Problem details
A complete answer includes every line below with the word "both".
====== The input
impl Ingestor {
    /// Builds an ingestor with a resolver snapshot of the store's registry
    pub fn new(store: Arc<dyn Store>, seasons: Vec<SeasonConfig>) -> Result<Self, AppError> {
        let resolver = EntityResolver::from_store(store.as_ref())?;
        Ok(Self {
            store,
            resolver,
            seasons,
            invalidators: Vec::new(),
        })
    }

    /// Registers a cache to be invalidated when a team's ratings or stat lines change
    pub fn with_invalidator(mut self, invalidator: Arc<dyn CacheInvalidator>) -> Self {
        self.invalidators.push(invalidator);
        self
    }

    pub fn resolver(&self) -> &EntityResolver {
        &self.resolver
    }

    /// Rebuilds the resolver after the registry changed
    pub fn reload_resolver(&mut self) -> Result<(), AppError> {
        self.resolver = EntityResolver::from_store(self.store.as_ref())?;
        Ok(())
    }

    /// Administrative import of the team registry and its aliases.
    pub fn import_teams(&mut self, teams: &[NewTeam]) -> Result<IngestReport, AppError> {
        let mut report = IngestReport::default();
        for team in teams {
            if !plausible_name(&team.name) {
                warn!("Skipping team with implausible name: {:?}", team.name);
                report.skipped_invalid += 1;
                continue;
            }
            self.store.upsert_team(team)?;
            report.upserted += 1;
        }
        self.reload_resolver()?;
        info!("Imported {} teams", report.upserted);
        Ok(report)
    }

    fn resolve(&self, raw: &str, source: &str, report: &mut IngestReport) -> Option<TeamId> {
        match self.resolver.resolve_for_source(raw, source) {
            Resolution::Resolved { team_id, .. } => Some(team_id),
            Resolution::Unresolved { raw } => {
                report.record_unresolved(&raw);
                None
            }
        }
    }

    fn season_of(&self, date: chrono::NaiveDate) -> i32 {
        season_for_date(&self.seasons, date)
    }

    async fn invalidate(&self, teams: &BTreeSet<TeamId>) {
        for team_id in teams {
            for invalidator in &self.invalidators {
                invalidator.invalidate_team(*team_id).await;
            }
        }
    }

    #[instrument(skip(self, records), fields(records = records.len()))]
    pub async fn ingest_scoreboard(&self, records: &[ScoreboardRecord]) -> IngestReport {
        let mut report = IngestReport::default();

        for record in records {
            let (Some(date), Some(home_name), Some(away_name)) = (
                record.date,
                record.home_name.as_deref(),
                record.away_name.as_deref(),
            ) else {
                debug!("Scoreboard record missing date or teams: {record:?}");
                report.skipped_invalid += 1;
                continue;
            };
            if !plausible_score(record.home_score) || !plausible_score(record.away_score) {
                warn!("Implausible scoreboard score: {record:?}");
                report.skipped_invalid += 1;
                continue;
            }

            let home = self.resolve(home_name, sources::SCOREBOARD, &mut report);
            let away = self.resolve(away_name, sources::SCOREBOARD, &mut report);
            let (Some(home), Some(away)) = (home, away) else {
                report.skipped_unresolved += 1;
                continue;
            };
            if home == away {
                report.skipped_invalid += 1;
                continue;
            }

            let game = GameUpsert {
                external_id: record.external_id.clone(),
                week: record.week.or_else(|| week_for_date(&self.seasons, date)),
                home_score: record.home_score,
                away_score: record.away_score,
                completed: record.completed,
                venue: record.venue.clone(),
                ..GameUpsert::new(
                    record.season.unwrap_or_else(|| self.season_of(date)),
                    date,
                    home,
                    away,
                )
            };
            match self.store.upsert_game(&game) {
                Ok(_) => report.upserted += 1,
                Err(e) => {
                    error!("Failed to upsert scoreboard game {home_name} vs {away_name}: {e}");
                    report.failed += 1;
                }
            }
        }

        info!(
            "Scoreboard ingest: upserted={}, unresolved={}, invalid={}, failed={}",
            report.upserted, report.skipped_unresolved, report.skipped_invalid, report.failed
        );
        report
    }

    #[instrument(skip(self, records), fields(records = records.len()))]
    pub async fn ingest_schedule(&self, records: &[ScheduleRecord]) -> IngestReport {
        let mut report = IngestReport::default();

        for record in records {
            let (Some(date), Some(home_name), Some(away_name)) = (
                record.date,
                record.home_name.as_deref(),
                record.away_name.as_deref(),
            ) else {
                report.skipped_invalid += 1;
                continue;
            };
            if !plausible_score(record.home_score) || !plausible_score(record.away_score) {
                report.skipped_invalid += 1;
                continue;
            }

            let home = self.resolve(home_name, sources::SCHEDULE, &mut report);
            let away = self.resolve(away_name, sources::SCHEDULE, &mut report);
            let (Some(home), Some(away)) = (home, away) else {
                report.skipped_unresolved += 1;
                continue;
            };
            if home == away {
                warn!("Schedule row resolves both sides to team {home}: {record:?}");
                report.skipped_invalid += 1;
                continue;
            }

            let game = GameUpsert {
                week: week_for_date(&self.seasons, date),
                home_score: record.home_score,
                away_score: record.away_score,
                completed: record.is_final().then_some(true),
                ..GameUpsert::new(self.season_of(date), date, home, away)
            };
            match self.store.upsert_game(&game) {
                Ok(_) => report.upserted += 1,
                Err(e) => {
                    error!("Failed to upsert schedule game {away_name} at {home_name}: {e}");
                    report.failed += 1;
                }
            }
        }

        info!(
            "Schedule ingest: upserted={}, unresolved={}, invalid={}",
            report.upserted, report.skipped_unresolved, report.skipped_invalid
        );
        report
    }

    /// Stores one rating table for `system`. `week = None` stores season-level values.
    #[instrument(skip(self, records), fields(records = records.len()))]
    pub async fn ingest_rankings(
        &self,
        system: RatingSystem,
        season: i32,
        week: Option<u32>,
        records: &[RankingRecord],
    ) -> IngestReport {
        let mut report = IngestReport::default();
        let mut touched = BTreeSet::new();

        for record in records {
            let (Some(team_name), Some(value)) = (record.team_name.as_deref(), record.value) else {
                debug!("Rating row missing team or value: {record:?}");
                report.skipped_invalid += 1;
                continue;
            };
            let Some(team_id) = self.resolve(team_name, sources::RANKINGS, &mut report) else {
                report.skipped_unresolved += 1;
                continue;
            };

            let snapshot = RatingSnapshot {
                week,
                offense: record.offense,
                defense: record.defense,
                rank: record.rank,
                ..RatingSnapshot::new(team_id, system, season, value)
            };
            match self.store.upsert_rating(&snapshot) {
                Ok(()) => {
                    report.upserted += 1;
                    touched.insert(team_id);
                }
                Err(e) => {
                    error!("Failed to store {system} rating for {team_name}: {e}");
                    report.failed += 1;
                }
            }
        }

        self.invalidate(&touched).await;
        info!(
            "{} ratings ingest: upserted={}, unresolved={}, invalid={}",
            system, report.upserted, report.skipped_unresolved, report.skipped_invalid
        );
        report
    }

    /// Stores efficiency and strength-of-schedule values from the ratings API.
    /// Each present value counts as one upserted snapshot.
    #[instrument(skip(self, records), fields(records = records.len()))]
    pub async fn ingest_advanced_ratings(
        &self,
        season: i32,
        week: Option<u32>,
        records: &[AdvancedRatingRecord],
    ) -> IngestReport {
        let mut report = IngestReport::default();
        let mut touched = BTreeSet::new();

        for record in records {
            let Some(team_name) = record.team_name.as_deref() else {
                report.skipped_invalid += 1;
                continue;
            };
            if record.efficiency.is_none() && record.strength_of_schedule.is_none() {
                report.skipped_invalid += 1;
                continue;
            }
            let Some(team_id) = self.resolve(team_name, sources::RATINGS_API, &mut report) else {
                report.skipped_unresolved += 1;
                continue;
            };

            let mut snapshots = Vec::with_capacity(2);
            if let Some(value) = record.efficiency {
                snapshots.push(RatingSnapshot {
                    week,
                    offense: record.efficiency_offense,
                    defense: record.efficiency_defense,
                    rank: record.efficiency_rank,
                    ..RatingSnapshot::new(team_id, RatingSystem::Efficiency, season, value)
                });
            }
            if let Some(value) = record.strength_of_schedule {
                snapshots.push(RatingSnapshot {
                    week,
                    rank: record.strength_of_schedule_rank,
                    ..RatingSnapshot::new(team_id, RatingSystem::StrengthOfSchedule, season, value)
                });
            }

            for snapshot in snapshots {
                match self.store.upsert_rating(&snapshot) {
                    Ok(()) => {
                        report.upserted += 1;
                        touched.insert(team_id);
                    }
                    Err(e) => {
                        error!("Failed to store {} rating for {team_name}: {e}", snapshot.system);
                        report.failed += 1;
                    }
                }
            }
        }

        self.invalidate(&touched).await;
        report
    }

    fn locate_box_score_game(
        &self,
        record: &BoxScoreRecord,
        report: &mut IngestReport,
    ) -> Result<Option<Game>, AppError> {
        if let Some(external_id) = record.external_id.as_deref()
            && let Some(game) = self.store.game_by_external_id(external_id)?
        {
            return Ok(Some(game));
        }

        let (Some(date), Some(home_name), Some(away_name)) = (
            record.date,
            record.home.team_name.as_deref(),
            record.away.team_name.as_deref(),
        ) else {
            return Ok(None);
        };

        let home = self.resolve(home_name, sources::BOX_SCORE, report);
        let away = self.resolve(away_name, sources::BOX_SCORE, report);
        let (Some(home), Some(away)) = (home, away) else {
            report.skipped_unresolved += 1;
            return Ok(None);
        };
        if home == away {
            warn!("Box score resolves both sides to team {home}");
            return Ok(None);
        }

        let game = GameUpsert {
            external_id: record.external_id.clone(),
            week: week_for_date(&self.seasons, date),
            ..GameUpsert::new(self.season_of(date), date, home, away)
        };
        let id = self.store.upsert_game(&game)?;
        self.store.game(id)
    }

    /// Stores a box score: final score on the game row plus one stat line per team.
    #[instrument(skip(self, record), fields(event = ?record.external_id))]
    pub async fn ingest_box_score(&self, record: &BoxScoreRecord) -> Result<IngestReport, AppError> {
        let mut report = IngestReport::default();
        if !plausible_score(record.home_score) || !plausible_score(record.away_score) {
            report.skipped_invalid += 1;
            return Ok(report);
        }

        let Some(game) = self.locate_box_score_game(record, &mut report)? else {
            if report.skipped_unresolved == 0 {
                warn!("Box score without a known game or enough fields to create one");
                report.skipped_invalid += 1;
            }
            return Ok(report);
        };

        if record.home_score.is_some() || record.away_score.is_some() {
            let scores = GameUpsert {
                home_score: record.home_score,
                away_score: record.away_score,
                ..GameUpsert::new(game.season, game.game_date, game.home_team_id, game.away_team_id)
            };
            self.store.upsert_game(&scores)?;
        }

        let mut touched = BTreeSet::new();
        for (line, team_id, opponent) in [
            (&record.home, game.home_team_id, game.away_team_id),
            (&record.away, game.away_team_id, game.home_team_id),
        ] {
            if line.metrics.is_empty() {
                continue;
            }
            self.store.upsert_stat_line(&RecentGameStatLine {
                team_id,
                game_id: game.id,
                game_date: game.game_date,
                opponent_team_id: Some(opponent),
                metrics: line.metrics.clone(),
            })?;
            report.upserted += 1;
            touched.insert(team_id);
        }

        self.invalidate(&touched).await;
        Ok(report)
    }
}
============
Written response
                warn!("Schedule row resolves both sides to team {home}: {record:?}");
            warn!("Box score resolves both sides to team {home}");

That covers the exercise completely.